Cholera Incidence and Mortality in Sub-Saharan African Sites during Multi-Country Surveillance

Publication Date
May 2016

Authors
Sauvageot D, Njanpop-Lafourcade BM, Akilimali L, Anne JC, Bidjada P, Bompangue D, Bwire G, Coulibaly D, Dengo-Baloi L, Dosso M, Orach CG, Inguane D, Kagirita A, Kacou-N'Douba A, Keita S, Kere Banla A, Kouame YJ, Landoh DE, Langa JP, Makumbi I, Miwanda B, Malimbo M, Mutombo G, Mutombo A, NGuetta EN, Saliou M, Sarr V, Senga RK, Sory F, Sema C, Tante OV, Gessner BD, Mengel MA.

Journal Reference
PLoS Negl Trop Dis. 2016 May 17;10(5):e0004679. doi: 10.1371/journal.pntd.0004679. eCollection 2016.

Abstract

Full text

BACKGROUND:

Cholera burden in Africa remains unknown, often because of weak national surveillance systems. We analyzed data from the African Cholera Surveillance Network.
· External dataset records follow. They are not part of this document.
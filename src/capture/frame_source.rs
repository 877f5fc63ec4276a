//! Frame Source: root-window screen capture via the X11 MIT-SHM
//! extension, bound with `x11rb`. Mirrors `XShmCreateImage`/`XShmAttach`/
//! `XShmGetImage` in `video.c`/`main.c`.

use std::sync::Arc;

use x11rb::connection::Connection;
use x11rb::protocol::shm::{self, ConnectionExt as _};
use x11rb::protocol::xproto::{ConnectionExt as _, ImageFormat};
use x11rb::rust_connection::RustConnection;

use super::FrameSource;
use crate::error::{Result, SpotlightError};

/// A capture rectangle on the root window.
#[derive(Debug, Clone, Copy)]
pub struct CaptureRect {
    pub x: i16,
    pub y: i16,
    pub width: u16,
    pub height: u16,
}

/// Opens the Worker Ring's single shared display-server connection and
/// validates the MIT-SHM extension is present. Called once; every worker's
/// `X11FrameSource` is then attached onto the returned connection, mirroring
/// the original's `Display* display = XOpenDisplay(NULL)` stored once on the
/// orchestrator in `main.c` and used by every `video_worker()` thread.
pub fn open_shared_connection(display: Option<&str>) -> Result<(Arc<RustConnection>, u32)> {
    let (conn, screen_num) = x11rb::connect(display)
        .map_err(|e| SpotlightError::CaptureUnavailable(format!("X11 connect failed: {e}")))?;

    if conn
        .extension_information(shm::X11_EXTENSION_NAME)
        .map_err(|e| SpotlightError::CaptureUnavailable(e.to_string()))?
        .is_none()
    {
        return Err(SpotlightError::CaptureUnavailable(
            "MIT-SHM extension not present on display".into(),
        ));
    }

    let root = conn.setup().roots[screen_num].root;
    Ok((Arc::new(conn), root))
}

/// Captures `rect` of the root window into a BGRA buffer over the Worker
/// Ring's shared connection. Only the SHM segment and image buffer are
/// per-worker (per the data model's ownership split); the display
/// connection itself is borrowed, not owned.
pub struct X11FrameSource {
    conn: Arc<RustConnection>,
    root: u32,
    seg: shm::Seg,
    shmid: i32,
    shmaddr: *mut u8,
    rect: CaptureRect,
}

// SAFETY: `shmaddr` points at a SysV shared-memory segment owned exclusively
// by this instance and never shared across threads; `conn` is an `Arc` over
// a connection type the `x11rb` crate itself allows concurrent use of (its
// request/reply machinery is internally synchronized).
unsafe impl Send for X11FrameSource {}

impl X11FrameSource {
    /// Attaches a private SHM segment over `conn`, the already-open shared
    /// display connection (see `open_shared_connection`). Call once per
    /// video worker, cloning the same `Arc<RustConnection>` into each call.
    pub fn attach(conn: Arc<RustConnection>, root: u32, rect: CaptureRect) -> Result<Self> {
        let bytes = rect.width as usize * rect.height as usize * 4;
        let shmid = unsafe {
            libc_shmget(bytes)
                .map_err(|e| SpotlightError::Resource(format!("shmget failed: {e}")))?
        };
        let shmaddr = unsafe {
            libc_shmat(shmid)
                .map_err(|e| SpotlightError::Resource(format!("shmat failed: {e}")))?
        };

        let seg = conn
            .generate_id()
            .map_err(|e| SpotlightError::Resource(e.to_string()))?;
        conn.shm_attach(seg, shmid as u32, false)
            .map_err(|e| SpotlightError::Resource(format!("XShmAttach failed: {e}")))?
            .check()
            .map_err(|e| SpotlightError::Resource(format!("XShmAttach failed: {e}")))?;

        Ok(Self {
            conn,
            root,
            seg,
            shmid,
            shmaddr,
            rect,
        })
    }
}

impl FrameSource for X11FrameSource {
    fn capture(&mut self, into: &mut [u8]) -> Result<()> {
        let expected = self.rect.width as usize * self.rect.height as usize * 4;
        if into.len() != expected {
            return Err(SpotlightError::Resource(format!(
                "capture buffer is {} bytes, expected {}",
                into.len(),
                expected
            )));
        }

        let reply = self
            .conn
            .shm_get_image(
                self.root,
                self.rect.x,
                self.rect.y,
                self.rect.width,
                self.rect.height,
                !0,
                ImageFormat::Z_PIXMAP.into(),
                self.seg,
                0,
            )
            .map_err(|e| SpotlightError::DisplayLost(format!("ShmGetImage request failed: {e}")))?
            .reply()
            .map_err(|e| SpotlightError::DisplayLost(format!("ShmGetImage reply failed: {e}")))?;
        let _ = reply;

        unsafe {
            std::ptr::copy_nonoverlapping(self.shmaddr, into.as_mut_ptr(), expected);
        }
        Ok(())
    }
}

impl Drop for X11FrameSource {
    fn drop(&mut self) {
        let _ = self.conn.shm_detach(self.seg);
        unsafe {
            libc_shmdt(self.shmaddr);
            libc_shmctl_rmid(self.shmid);
        }
    }
}

// Thin wrappers around the three SysV shm syscalls this module needs, kept
// local so the rest of the module reads in terms of x11rb types only.
unsafe fn libc_shmget(bytes: usize) -> std::result::Result<i32, std::io::Error> {
    let id = libc::shmget(libc::IPC_PRIVATE, bytes, libc::IPC_CREAT | 0o600);
    if id == -1 {
        Err(std::io::Error::last_os_error())
    } else {
        Ok(id)
    }
}

unsafe fn libc_shmat(shmid: i32) -> std::result::Result<*mut u8, std::io::Error> {
    let addr = libc::shmat(shmid, std::ptr::null(), 0);
    if addr as isize == -1 {
        Err(std::io::Error::last_os_error())
    } else {
        Ok(addr as *mut u8)
    }
}

unsafe fn libc_shmdt(addr: *mut u8) {
    libc::shmdt(addr as *const _);
}

unsafe fn libc_shmctl_rmid(shmid: i32) {
    libc::shmctl(shmid, libc::IPC_RMID, std::ptr::null_mut());
}

/// A deterministic synthetic source for hermetic tests: every call fills
/// `into` with an incrementing byte pattern so tests can assert on frame
/// identity without a display server.
#[cfg(test)]
pub struct SyntheticFrameSource {
    pub next_value: u8,
}

#[cfg(test)]
impl FrameSource for SyntheticFrameSource {
    fn capture(&mut self, into: &mut [u8]) -> Result<()> {
        into.fill(self.next_value);
        self.next_value = self.next_value.wrapping_add(1);
        Ok(())
    }
}
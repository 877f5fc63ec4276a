//! Configuration loading for the named options of the external interface.
//!
//! Built on the `config` crate (layered TOML file + `SPOTLIGHT_*` environment
//! overrides) the way a config-driven daemon in this corpus would: a single
//! `Config::load` entry point, defaults supplied by `#[serde(default = ...)]`
//! so a config file only needs to mention what it overrides.

use indexmap::IndexMap;
use serde::Deserialize;
use std::collections::HashMap;
use std::path::{Path, PathBuf};

use crate::error::{Result, SpotlightError};

#[derive(Debug, Clone, Deserialize)]
pub struct Config {
    #[serde(default)]
    pub spotlight: SpotlightSection,
    #[serde(default)]
    pub codec: CodecSection,
    #[serde(default)]
    pub export: ExportSection,
}

#[derive(Debug, Clone, Deserialize)]
pub struct SpotlightSection {
    #[serde(default = "default_framerate")]
    pub framerate: u32,
    #[serde(default = "default_window_size", rename = "window-size")]
    pub window_size: u32,
    #[serde(default = "default_threads")]
    pub threads: usize,
    #[serde(default)]
    pub capture: CaptureSection,
    #[serde(default)]
    pub audio: AudioSection,
}

impl Default for SpotlightSection {
    fn default() -> Self {
        Self {
            framerate: default_framerate(),
            window_size: default_window_size(),
            threads: default_threads(),
            capture: CaptureSection::default(),
            audio: AudioSection::default(),
        }
    }
}

#[derive(Debug, Clone, Deserialize)]
pub struct CaptureSection {
    #[serde(default)]
    pub x: i32,
    #[serde(default)]
    pub y: i32,
    #[serde(default = "default_capture_width")]
    pub width: u32,
    #[serde(default = "default_capture_height")]
    pub height: u32,
    #[serde(default)]
    pub scale: ScaleSection,
}

impl Default for CaptureSection {
    fn default() -> Self {
        Self {
            x: 0,
            y: 0,
            width: default_capture_width(),
            height: default_capture_height(),
            scale: ScaleSection::default(),
        }
    }
}

#[derive(Debug, Clone, Copy, Default, Deserialize)]
pub struct ScaleSection {
    #[serde(default)]
    pub width: u32,
    #[serde(default)]
    pub height: u32,
}

impl ScaleSection {
    /// The resolution the pipeline should encode at, given a capture size.
    /// Only applies when both dimensions are non-zero.
    pub fn resolve(&self, source_width: u32, source_height: u32) -> (u32, u32) {
        if self.width != 0 && self.height != 0 {
            (self.width, self.height)
        } else {
            (source_width, source_height)
        }
    }
}

#[derive(Debug, Clone, Default, Deserialize)]
pub struct AudioSection {
    #[serde(default = "default_audio_codec")]
    pub codec: String,
    #[serde(default = "default_audio_bitrate")]
    pub bitrate: i64,
    /// Keyed by device title, but order-preserving: stream registration
    /// order (and therefore muxer stream index) must match config-file
    /// declaration order, not hash order.
    #[serde(default)]
    pub device: IndexMap<String, AudioDeviceConfig>,
}

#[derive(Debug, Clone, Deserialize)]
pub struct AudioDeviceConfig {
    pub name: String,
    #[serde(default = "default_channels")]
    pub channels: String,
}

impl AudioDeviceConfig {
    pub fn channel_count(&self) -> Result<u16> {
        match self.channels.as_str() {
            "mono" => Ok(1),
            "stereo" => Ok(2),
            other => Err(SpotlightError::Configuration(format!(
                "invalid channel layout '{other}', expected 'mono' or 'stereo'"
            ))),
        }
    }
}

#[derive(Debug, Clone, Deserialize)]
pub struct CodecSection {
    #[serde(default = "default_codec_name")]
    pub name: String,
    #[serde(default = "default_codec_container")]
    pub container: String,
    #[serde(default = "default_codec_bitrate")]
    pub bitrate: i64,
    #[serde(default)]
    pub options: HashMap<String, String>,
}

impl Default for CodecSection {
    fn default() -> Self {
        Self {
            name: default_codec_name(),
            container: default_codec_container(),
            bitrate: default_codec_bitrate(),
            options: HashMap::new(),
        }
    }
}

#[derive(Debug, Clone, Deserialize)]
pub struct ExportSection {
    #[serde(default = "default_export_directory")]
    pub directory: String,
}

impl Default for ExportSection {
    fn default() -> Self {
        Self {
            directory: default_export_directory(),
        }
    }
}

fn default_framerate() -> u32 {
    30
}
fn default_window_size() -> u32 {
    30
}
fn default_threads() -> usize {
    3
}
fn default_capture_width() -> u32 {
    1920
}
fn default_capture_height() -> u32 {
    1080
}
fn default_audio_codec() -> String {
    "aac".to_string()
}
fn default_audio_bitrate() -> i64 {
    64_000
}
fn default_channels() -> String {
    "stereo".to_string()
}
fn default_codec_name() -> String {
    "libx264".to_string()
}
fn default_codec_container() -> String {
    "mp4".to_string()
}
fn default_codec_bitrate() -> i64 {
    8_000_000
}
fn default_export_directory() -> String {
    "~/Videos/".to_string()
}

impl Config {
    /// Load configuration from `path` (or the default
    /// `~/.config/spotlight/config.toml` search location when `None`),
    /// layering `SPOTLIGHT_*` environment variables on top, and applying
    /// the defaults above for anything left unset.
    pub fn load(path: Option<&Path>) -> Result<Config> {
        let default_path = default_config_path();
        let chosen = path.map(Path::to_path_buf).unwrap_or(default_path);

        let builder = config::Config::builder()
            .add_source(
                config::File::from(chosen.as_path())
                    .format(config::FileFormat::Toml)
                    .required(false),
            )
            .add_source(
                config::Environment::with_prefix("SPOTLIGHT")
                    .separator("__")
                    .try_parsing(true),
            );

        let raw = builder
            .build()
            .map_err(|e| SpotlightError::Configuration(e.to_string()))?;

        raw.try_deserialize::<Config>()
            .map_err(|e| SpotlightError::Configuration(e.to_string()))
    }

    /// Expand `export.directory`'s leading `~` against the user's home dir.
    pub fn export_directory(&self) -> PathBuf {
        expand_tilde(&self.export.directory)
    }
}

fn default_config_path() -> PathBuf {
    dirs::config_dir()
        .unwrap_or_else(|| PathBuf::from("."))
        .join("spotlight")
        .join("config.toml")
}

fn expand_tilde(raw: &str) -> PathBuf {
    if let Some(stripped) = raw.strip_prefix("~/") {
        if let Some(home) = dirs::home_dir() {
            return home.join(stripped);
        }
    }
    PathBuf::from(raw)
}

#[cfg(test)]
mod tests {
    use super::*;

    #[test]
    fn defaults_match_original_source() {
        let cfg = Config {
            spotlight: SpotlightSection::default(),
            codec: CodecSection::default(),
            export: ExportSection::default(),
        };
        assert_eq!(cfg.spotlight.framerate, 30);
        assert_eq!(cfg.spotlight.window_size, 30);
        assert_eq!(cfg.spotlight.threads, 3);
        assert_eq!(cfg.spotlight.capture.width, 1920);
        assert_eq!(cfg.spotlight.capture.height, 1080);
        assert_eq!(cfg.spotlight.audio.codec, "aac");
        assert_eq!(cfg.spotlight.audio.bitrate, 64_000);
        assert_eq!(cfg.codec.name, "libx264");
        assert_eq!(cfg.codec.container, "mp4");
        assert_eq!(cfg.codec.bitrate, 8_000_000);
        assert_eq!(cfg.export.directory, "~/Videos/");
    }

    #[test]
    fn scale_section_passthrough_when_unset() {
        let scale = ScaleSection::default();
        assert_eq!(scale.resolve(1920, 1080), (1920, 1080));
    }

    #[test]
    fn scale_section_overrides_when_both_set() {
        let scale = ScaleSection {
            width: 1280,
            height: 720,
        };
        assert_eq!(scale.resolve(1920, 1080), (1280, 720));
    }

    #[test]
    fn channel_count_rejects_unknown_layout() {
        let dev = AudioDeviceConfig {
            name: "x".into(),
            channels: "5.1".into(),
        };
        assert!(dev.channel_count().is_err());
    }

    #[test]
    fn channel_count_accepts_mono_and_stereo() {
        let mono = AudioDeviceConfig {
            name: "x".into(),
            channels: "mono".into(),
        };
        let stereo = AudioDeviceConfig {
            name: "x".into(),
            channels: "stereo".into(),
        };
        assert_eq!(mono.channel_count().unwrap(), 1);
        assert_eq!(stereo.channel_count().unwrap(), 2);
    }
}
METHODS/ PRINCIPAL FINDINGS:

During June 2011-December 2013, we conducted enhanced surveillance in seven zones and four outbreak sites in Togo, the Democratic Republic of Congo (DRC), Guinea, Uganda, Mozambique and Côte d'Ivoire. All health facilities treating cholera cases were included. Cholera incidences were calculated using culture-confirmed cholera cases and culture-confirmed cholera cases corrected for lack of culture testing usually due to overwhelmed health systems and imperfect test sensitivity. Of 13,377 reported suspected cases, 34% occurred in Conakry, Guinea, 47% in Goma, DRC, and 19% in the remaining sites. From 0-40% of suspected cases were aged under five years and from 0.3-86% had rice water stools. Within surveillance zones, 0-37% of suspected cases had confirmed cholera compared to 27-38% during outbreaks. Annual confirmed incidence per 10,000 population was <0.5 in surveillance zones, except Goma where it was 4.6. Goma and Conakry had corrected incidences of 20.2 and 5.8 respectively, while the other zones a median of 0.3. During outbreaks, corrected incidence varied from 2.6 to 13.0. Case fatality ratios ranged from 0-10% (median, 1%) by country.

CONCLUSIONS/SIGNIFICANCE:

Across different African epidemiological contexts, substantial variation occurred in cholera incidence, age distribution, clinical presentation, culture confirmation, and testing frequency. These results can help guide preventive activities, including vaccine use.